Forgiveness is a real sticky wicket for most of us. What helped me understand forgiveness was to first take a serious look at what forgiveness is not. Forgiveness is NOT: condoning bad behavior, poor choices/decisions, unkindness, or abuse; forgetting what happened; making excuses for the offender; minimizing, discounting or denying the physical, emotional, mental, and/or spiritual results; ignoring the feelings around the issue(s); giving up anger; and most certainly does not require reconciliation with the offender.
What does that leave? It means that forgiveness IS: for the one forgiving and not the offender; taking responsibility for the feelings around the issue(s); working towards healing within and not for those who caused the harm; finding serenity and letting go of resentments; recognizing that the past cannot be changed, yet neither do we have to remain stuck there; and is definitely a skill one can learn and a choice that one can make.
There is forgiveness from others, forgiveness of others, and sometimes the most difficult, forgiveness of self. As well, there are different kinds of forgiveness called for given the situation, and various levels of egregious offenses.
Forgiving others can be the beginning of serenity, a gift we give ourselves. In many cases we forgive others not for their sake, but for ours. We make the decision, the choice, to not have the past event destroy our lives any further. We make the decision to begin disarming the build up of resentment along with guilt/shame and worry to keep us in emotional turmoil. Another key point to forgiving others is that the wrongdoer need never know we have forgiven them. Forgiving is not making their amends for them; every individual needs to make their own amends.
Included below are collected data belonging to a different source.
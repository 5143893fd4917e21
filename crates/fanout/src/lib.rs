#![forbid(unsafe_code)]

//! In-process reactive broadcast.
//!
//! A [`Processor`] fans submitted items out to any number of
//! [`Subscriber`]s. Each subscription is cancelled through the
//! [`Disposable`] returned by [`Publisher::subscribe`].
//!
//! # Architecture
//!
//! ```text
//!   owner ── submit / on_error / on_close ──► Processor ──► subscriber 1
//!                                                │      ├──► subscriber 2
//!                                                │      └──► ...
//!                                                │
//!                                   (no subscribers) └──► fallback handler
//!
//!   Processor::map(f) ──► Mapped (child processor, relayed lazily)
//! ```
//!
//! - [`Processor`]: the hub. Open until closed, then inert forever.
//! - [`Publisher`]: subscribe, query, and derive with [`Publisher::map`].
//! - [`Subscriber`]: item, error, and close reactions. Adapt a closure with
//!   [`from_fn`] or [`try_from_fn`].
//! - [`Disposable`]: cancels one subscription; [`DisposeGuard`] does it on drop.
//!
//! # Failure isolation
//!
//! A subscriber whose `on_item` fails (returns `Err`, or panics when
//! [`ProcessorConfig::isolate_panics`] is on) is unsubscribed and receives
//! that failure in `on_error`. Nothing propagates to the caller of
//! [`Processor::submit`].
//!
//! # Example
//!
//! ```
//! use fanout::{Processor, Publisher};
//! use std::sync::{Arc, Mutex};
//!
//! let proc: Processor<String> = Processor::new();
//! let seen = Arc::new(Mutex::new(Vec::new()));
//!
//! let sink = Arc::clone(&seen);
//! let sub = proc.subscribe_fn(move |item: &String| sink.lock().unwrap().push(item.clone()));
//!
//! proc.submit("x".to_string());
//! sub.dispose();
//! proc.submit("y".to_string());
//!
//! assert_eq!(*seen.lock().unwrap(), vec!["x".to_string()]);
//! assert!(!proc.has_subscribers());
//! ```

pub mod disposable;
pub mod error;
pub mod map;
pub mod processor;
pub mod publisher;
pub mod subscriber;

pub use disposable::{DisposeGuard, Disposable, SubscriptionId};
pub use error::{SubscriberError, SubscriberPanic};
pub use map::Mapped;
pub use processor::{Processor, ProcessorConfig};
pub use publisher::Publisher;
pub use subscriber::{FnSubscriber, Subscriber, TryFnSubscriber, from_fn, try_from_fn};
#![forbid(unsafe_code)]

//! Cancellation handles for subscriptions.
//!
//! A [`Disposable`] is the right to cancel exactly one subscription. It keeps
//! only a weak back-reference to the processor that issued it, so holding a
//! handle never keeps a processor (or its subscriber entry) alive.
//!
//! Disposal is explicit. Wrap the handle in a [`DisposeGuard`] to tie the
//! subscription to a scope instead.

use std::fmt;
use std::sync::Weak;

/// Identity of one registration within a processor.
///
/// Identities increase monotonically and are never reused by the processor
/// that issued them, even after the subscription is disposed.
#[derive(Debug, Clone, Copy, PartialEq, Eq, PartialOrd, Ord, Hash)]
pub struct SubscriptionId(u64);

impl SubscriptionId {
    pub(crate) const fn new(raw: u64) -> Self {
        Self(raw)
    }

    /// Raw numeric value.
    #[must_use]
    pub const fn get(self) -> u64 {
        self.0
    }
}

impl fmt::Display for SubscriptionId {
    fn fmt(&self, f: &mut fmt::Formatter<'_>) -> fmt::Result {
        write!(f, "#{}", self.0)
    }
}

/// Removal endpoint a [`Disposable`] points back to.
pub(crate) trait Detach: Send + Sync {
    /// Remove `id` if it is still registered. Absent ids are ignored.
    fn detach(&self, id: SubscriptionId);
}

#[derive(Clone)]
struct Binding {
    owner: Weak<dyn Detach>,
    id: SubscriptionId,
}

/// One-shot cancellation handle for a single subscription.
///
/// Calling [`dispose`](Self::dispose) any number of times, from any clone, is
/// safe. After the first call (or after the processor closes) further calls
/// do nothing.
#[derive(Clone, Default)]
pub struct Disposable {
    binding: Option<Binding>,
}

impl Disposable {
    pub(crate) fn bound(owner: Weak<dyn Detach>, id: SubscriptionId) -> Self {
        Self {
            binding: Some(Binding { owner, id }),
        }
    }

    /// A handle that refers to nothing. Returned when subscribing to an
    /// already-closed processor.
    #[must_use]
    pub fn inert() -> Self {
        Self { binding: None }
    }

    /// Cancel the subscription, if it is still registered.
    pub fn dispose(&self) {
        if let Some(binding) = &self.binding
            && let Some(owner) = binding.owner.upgrade()
        {
            owner.detach(binding.id);
        }
    }

    /// Whether the issuing processor is still alive.
    #[must_use]
    pub fn is_bound(&self) -> bool {
        self.binding
            .as_ref()
            .is_some_and(|binding| binding.owner.strong_count() > 0)
    }

    /// Identity of the subscription this handle cancels.
    #[must_use]
    pub fn id(&self) -> Option<SubscriptionId> {
        self.binding.as_ref().map(|binding| binding.id)
    }

    /// Convert into a guard that disposes when dropped.
    #[must_use]
    pub fn into_guard(self) -> DisposeGuard {
        DisposeGuard { inner: Some(self) }
    }
}

impl fmt::Debug for Disposable {
    fn fmt(&self, f: &mut fmt::Formatter<'_>) -> fmt::Result {
        f.debug_struct("Disposable")
            .field("id", &self.id())
            .field("bound", &self.is_bound())
            .finish()
    }
}

/// RAII guard that disposes its subscription on drop.
pub struct DisposeGuard {
    inner: Option<Disposable>,
}

impl DisposeGuard {
    /// Give the handle back without disposing it.
    #[must_use]
    pub fn release(mut self) -> Disposable {
        self.inner.take().unwrap_or_default()
    }
}

impl Drop for DisposeGuard {
    fn drop(&mut self) {
        if let Some(disposable) = self.inner.take() {
            disposable.dispose();
        }
    }
}

impl fmt::Debug for DisposeGuard {
    fn fmt(&self, f: &mut fmt::Formatter<'_>) -> fmt::Result {
        f.debug_struct("DisposeGuard")
            .field("inner", &self.inner)
            .finish()
    }
}

#[cfg(test)]
mod tests {
    use super::*;
    use std::sync::{Arc, Mutex};

    #[derive(Default)]
    struct Recorder {
        detached: Mutex<Vec<SubscriptionId>>,
    }

    impl Detach for Recorder {
        fn detach(&self, id: SubscriptionId) {
            self.detached.lock().unwrap().push(id);
        }
    }

    fn bind(owner: &Arc<Recorder>, raw: u64) -> Disposable {
        let weak: Weak<dyn Detach> = Arc::downgrade(owner) as Weak<dyn Detach>;
        Disposable::bound(weak, SubscriptionId::new(raw))
    }

    #[test]
    fn dispose_reaches_owner() {
        let owner = Arc::new(Recorder::default());
        let d = bind(&owner, 3);
        assert!(d.is_bound());
        assert_eq!(d.id(), Some(SubscriptionId::new(3)));

        d.dispose();
        assert_eq!(*owner.detached.lock().unwrap(), vec![SubscriptionId::new(3)]);
    }

    #[test]
    fn inert_handle_does_nothing() {
        let d = Disposable::inert();
        assert!(!d.is_bound());
        assert_eq!(d.id(), None);
        d.dispose();
        d.dispose();
    }

    #[test]
    fn handle_does_not_keep_owner_alive() {
        let owner = Arc::new(Recorder::default());
        let d = bind(&owner, 1);
        drop(owner);
        assert!(!d.is_bound());
        d.dispose();
    }

    #[test]
    fn guard_disposes_on_drop() {
        let owner = Arc::new(Recorder::default());
        {
            let _guard = bind(&owner, 9).into_guard();
            assert!(owner.detached.lock().unwrap().is_empty());
        }
        assert_eq!(*owner.detached.lock().unwrap(), vec![SubscriptionId::new(9)]);
    }

    #[test]
    fn released_guard_keeps_subscription() {
        let owner = Arc::new(Recorder::default());
        let d = bind(&owner, 4).into_guard().release();
        assert!(owner.detached.lock().unwrap().is_empty());
        assert_eq!(d.id(), Some(SubscriptionId::new(4)));
    }

    #[test]
    fn display_and_debug() {
        assert_eq!(SubscriptionId::new(12).to_string(), "#12");
        let dbg = format!("{:?}", Disposable::inert());
        assert!(dbg.contains("Disposable"));
        assert!(dbg.contains("bound: false"));
    }
}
Forgiveness is a journey of healing, sometimes slow, but steady; occasionally a lifelong quest, as in the case of severe child abuse and such. For survivors of abuse, forgiveness is in learning to re-focus one’s attention on the here and now, and the positive that can be embraced today. While there may be residual effects from past events, and while what happened may not at all have been fair, all anyone can do is to make the best of today. This is not a denial of the reality, or making light of physical disabilities and limitations which might remain from abuse in the past. It is, instead, a turning towards G!d and seeking how to continue to be one’s Best Self with G!d’s help given the reality of the here and now today. It’s not simple, easy, or black and white one size fits all. Forgiveness is, above all else, a process, a journey, an unfolding.
Many people have often wondered how Elie Wiesel could survive the Holocaust and go on to do good in the world. He wrote of his experience in his memoir, Night. In that book, he wrote of a day when he watches a young boy die slowly by hanging and repeats the question posed by someone in the crowd: “Where is G!d now?” Wiesel wrote, “I heard a voice within me answer him. Where is He? He is hanging here on this gallows…” He goes on to relate that he lost his faith at Auschwitz, but, in his words, he “went on praying.”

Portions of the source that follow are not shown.